-- The data follows --

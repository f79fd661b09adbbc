//! Pixel Putt entry point
//!
//! Runs a minigame headless against an ASCII terrain map and prints the
//! final state as JSON.

use std::path::{Path, PathBuf};
use std::process::ExitCode;

use clap::{Parser, Subcommand};
use glam::Vec2;
use serde::Serialize;

use pixel_putt::consts::BALL_RADIUS;
use pixel_putt::error::Result;
use pixel_putt::games::golf::{MAX_POWER, MIN_POWER};
use pixel_putt::games::{GolfGame, GolfInput, PlayerInput, TagMatch};
use pixel_putt::sim::{Body, PixelMask, Playfield, step};
use pixel_putt::{Tuning, logging};

/// Pixel-mask ball physics sandbox
#[derive(Parser)]
#[command(author, version, about, long_about = None)]
struct Args {
    /// Enable verbose logging
    #[arg(short, long)]
    verbose: bool,

    #[command(subcommand)]
    command: Command,
}

#[derive(clap::Args)]
struct RunArgs {
    /// ASCII terrain map (default: a walled 256x256 arena)
    #[arg(long)]
    map: Option<PathBuf>,
    /// JSON tuning overrides
    #[arg(long)]
    tuning: Option<PathBuf>,
    /// Frames to simulate
    #[arg(long, default_value_t = 600)]
    frames: u32,
}

#[derive(Subcommand)]
enum Command {
    /// Keep putting at a fixed aim until the hole is sunk or time runs out
    Golf {
        #[command(flatten)]
        run: RunArgs,
        /// Aim in degrees (270 = up)
        #[arg(long, default_value_t = 270.0)]
        angle: f32,
        #[arg(long, default_value_t = 3)]
        power: u8,
    },
    /// Two demo players chase each other
    Tag {
        #[command(flatten)]
        run: RunArgs,
        #[arg(long, default_value_t = 0)]
        seed: u64,
    },
    /// One ball launched and left to bounce
    Bounce {
        #[command(flatten)]
        run: RunArgs,
        #[arg(long, default_value_t = 128.0)]
        x: f32,
        #[arg(long, default_value_t = 128.0)]
        y: f32,
        #[arg(long, default_value_t = 3.0)]
        vx: f32,
        #[arg(long, default_value_t = -2.0)]
        vy: f32,
    },
}

/// JSON printed after a golf run
#[derive(Serialize)]
struct GolfSummary<'a> {
    hole: u32,
    banner: Vec<String>,
    game: &'a GolfGame,
}

fn main() -> ExitCode {
    let args = Args::parse();
    logging::init(args.verbose);

    match run(args.command) {
        Ok(summary) => {
            println!("{summary}");
            ExitCode::SUCCESS
        }
        Err(e) => {
            log::error!("{e}");
            ExitCode::FAILURE
        }
    }
}

fn run(command: Command) -> Result<String> {
    match command {
        Command::Golf { run, angle, power } => {
            let (mask, tuning) = load(&run, "golf")?;
            let mut game = GolfGame::new(tuning);
            game.rotation = angle;
            let power = power.clamp(MIN_POWER, MAX_POWER);
            let shoot = GolfInput {
                shoot: true,
                ..Default::default()
            };
            for _ in 0..run.frames {
                if game.holes > 0 {
                    break;
                }
                let input = if game.ball.is_resting() {
                    game.power = power;
                    shoot.clone()
                } else {
                    GolfInput::default()
                };
                game.tick(&mask, &input);
            }
            log::info!("Golf: {} shots, {} holes", game.shots, game.holes);
            let summary = GolfSummary {
                hole: game.hole(),
                banner: game.banner().map(|b| b.lines()).unwrap_or_default(),
                game: &game,
            };
            Ok(serde_json::to_string_pretty(&summary)?)
        }
        Command::Tag { run, seed } => {
            let (mask, tuning) = load(&run, "tag")?;
            let mut game = TagMatch::new(seed, tuning);
            for frame in 0..run.frames {
                let inputs = demo_inputs(&game, frame);
                game.tick(&mask, &inputs);
                if game.game_over {
                    break;
                }
            }
            Ok(serde_json::to_string_pretty(&game)?)
        }
        Command::Bounce { run, x, y, vx, vy } => {
            let (mask, tuning) = load(&run, "bounce")?;
            let mut ball = Body::new(1, Vec2::new(x, y), BALL_RADIUS, tuning);
            ball.apply_impulse(Vec2::new(vx, vy));
            let field = Playfield::default();
            let mut bounces = 0;
            for _ in 0..run.frames {
                bounces += step(&mut ball, &mask, &field).len();
                if ball.is_resting() {
                    break;
                }
            }
            log::info!("Bounce: {} events, resting: {}", bounces, ball.is_resting());
            Ok(serde_json::to_string_pretty(&ball)?)
        }
    }
}

fn load(run: &RunArgs, preset: &str) -> Result<(PixelMask, Tuning)> {
    let mask = load_mask(run.map.as_deref())?;
    let tuning = match &run.tuning {
        Some(path) => Tuning::load(path)?,
        None => Tuning::preset(preset).unwrap_or_default(),
    };
    Ok((mask, tuning))
}

fn load_mask(path: Option<&Path>) -> Result<PixelMask> {
    match path {
        Some(path) => {
            let text = std::fs::read_to_string(path)?;
            let mask = PixelMask::from_ascii(&text)?;
            log::info!(
                "Loaded {}x{} map from {}",
                mask.width(),
                mask.height(),
                path.display()
            );
            Ok(mask)
        }
        None => Ok(PixelMask::walled(256, 256, 4)),
    }
}

/// Simple chase AI: the tagger hunts, the other runs, both hop now and then
fn demo_inputs(game: &TagMatch, frame: u32) -> [PlayerInput; 2] {
    let pos = [game.players[0].ball.pos, game.players[1].ball.pos];
    [0, 1].map(|i| {
        let other = pos[1 - i];
        let toward = other.x > pos[i].x;
        let chase = i == game.tagger;
        let go_right = toward == chase;
        PlayerInput {
            jump: frame % 40 == (i as u32) * 20 || (chase && other.y < pos[i].y - 12.0 && frame % 10 == 0),
            left: !go_right,
            right: go_right,
            ..Default::default()
        }
    })
}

-- The data concluded --

*Work request*
Copy out the data exactly, keeping each line whole.

*Task response*
repository f79fd661b09adbbc
//! Pixel Putt entry point
//!
//! Runs a minigame headless against an ASCII terrain map and prints the
//! final state as JSON.

use std::path::{Path, PathBuf};
use std::process::ExitCode;

use clap::{Parser, Subcommand};
use glam::Vec2;
use serde::Serialize;

use pixel_putt::consts::BALL_RADIUS;
use pixel_putt::error::Result;
use pixel_putt::games::golf::{MAX_POWER, MIN_POWER};
use pixel_putt::games::{GolfGame, GolfInput, PlayerInput, TagMatch};
use pixel_putt::sim::{Body, PixelMask, Playfield, step};
use pixel_putt::{Tuning, logging};

/// Pixel-mask ball physics sandbox
#[derive(Parser)]
#[command(author, version, about, long_about = None)]
struct Args {
    /// Enable verbose logging
    #[arg(short, long)]
    verbose: bool,

    #[command(subcommand)]
    command: Command,
}

#[derive(clap::Args)]
struct RunArgs {
    /// ASCII terrain map (default: a walled 256x256 arena)
    #[arg(long)]
    map: Option<PathBuf>,
    /// JSON tuning overrides
    #[arg(long)]
    tuning: Option<PathBuf>,
    /// Frames to simulate
    #[arg(long, default_value_t = 600)]
    frames: u32,
}

#[derive(Subcommand)]
enum Command {
    /// Keep putting at a fixed aim until the hole is sunk or time runs out
    Golf {
        #[command(flatten)]
        run: RunArgs,
        /// Aim in degrees (270 = up)
        #[arg(long, default_value_t = 270.0)]
        angle: f32,
        #[arg(long, default_value_t = 3)]
        power: u8,
    },
    /// Two demo players chase each other
    Tag {
        #[command(flatten)]
        run: RunArgs,
        #[arg(long, default_value_t = 0)]
        seed: u64,
    },
    /// One ball launched and left to bounce
    Bounce {
        #[command(flatten)]
        run: RunArgs,
        #[arg(long, default_value_t = 128.0)]
        x: f32,
        #[arg(long, default_value_t = 128.0)]
        y: f32,
        #[arg(long, default_value_t = 3.0)]
        vx: f32,
        #[arg(long, default_value_t = -2.0)]
        vy: f32,
    },
}

/// JSON printed after a golf run
#[derive(Serialize)]
struct GolfSummary<'a> {
    hole: u32,
    banner: Vec<String>,
    game: &'a GolfGame,
}

fn main() -> ExitCode {
    let args = Args::parse();
    logging::init(args.verbose);

    match run(args.command) {
        Ok(summary) => {
            println!("{summary}");
            ExitCode::SUCCESS
        }
        Err(e) => {
            log::error!("{e}");
            ExitCode::FAILURE
        }
    }
}

fn run(command: Command) -> Result<String> {
    match command {
        Command::Golf { run, angle, power } => {
            let (mask, tuning) = load(&run, "golf")?;
            let mut game = GolfGame::new(tuning);
            game.rotation = angle;
            let power = power.clamp(MIN_POWER, MAX_POWER);
            let shoot = GolfInput {
                shoot: true,
                ..Default::default()
            };
            for _ in 0..run.frames {
                if game.holes > 0 {
                    break;
                }
                let input = if game.ball.is_resting() {
                    game.power = power;
                    shoot.clone()
                } else {
                    GolfInput::default()
                };
                game.tick(&mask, &input);
            }
            log::info!("Golf: {} shots, {} holes", game.shots, game.holes);
            let summary = GolfSummary {
                hole: game.hole(),
                banner: game.banner().map(|b| b.lines()).unwrap_or_default(),
                game: &game,
            };
            Ok(serde_json::to_string_pretty(&summary)?)
        }
        Command::Tag { run, seed } => {
            let (mask, tuning) = load(&run, "tag")?;
            let mut game = TagMatch::new(seed, tuning);
            for frame in 0..run.frames {
                let inputs = demo_inputs(&game, frame);
                game.tick(&mask, &inputs);
                if game.game_over {
                    break;
                }
            }
            Ok(serde_json::to_string_pretty(&game)?)
        }
        Command::Bounce { run, x, y, vx, vy } => {
            let (mask, tuning) = load(&run, "bounce")?;
            let mut ball = Body::new(1, Vec2::new(x, y), BALL_RADIUS, tuning);
            ball.apply_impulse(Vec2::new(vx, vy));
            let field = Playfield::default();
            let mut bounces = 0;
            for _ in 0..run.frames {
                bounces += step(&mut ball, &mask, &field).len();
                if ball.is_resting() {
                    break;
                }
            }
            log::info!("Bounce: {} events, resting: {}", bounces, ball.is_resting());
            Ok(serde_json::to_string_pretty(&ball)?)
        }
    }
}

fn load(run: &RunArgs, preset: &str) -> Result<(PixelMask, Tuning)> {
    let mask = load_mask(run.map.as_deref())?;
    let tuning = match &run.tuning {
        Some(path) => Tuning::load(path)?,
        None => Tuning::preset(preset).unwrap_or_default(),
    };
    Ok((mask, tuning))
}

fn load_mask(path: Option<&Path>) -> Result<PixelMask> {
    match path {
        Some(path) => {
            let text = std::fs::read_to_string(path)?;
            let mask = PixelMask::from_ascii(&text)?;
            log::info!(
                "Loaded {}x{} map from {}",
                mask.width(),
                mask.height(),
                path.display()
            );
            Ok(mask)
        }
        None => Ok(PixelMask::walled(256, 256, 4)),
    }
}

/// Simple chase AI: the tagger hunts, the other runs, both hop now and then
fn demo_inputs(game: &TagMatch, frame: u32) -> [PlayerInput; 2] {
    let pos = [game.players[0].ball.pos, game.players[1].ball.pos];
    [0, 1].map(|i| {
        let other = pos[1 - i];
        let toward = other.x > pos[i].x;
        let chase = i == game.tagger;
        let go_right = toward == chase;
        PlayerInput {
            jump: frame % 40 == (i as u32) * 20 || (chase && other.y < pos[i].y - 12.0 && frame % 10 == 0),
            left: !go_right,
            right: go_right,
            ..Default::default()
        }
    })
}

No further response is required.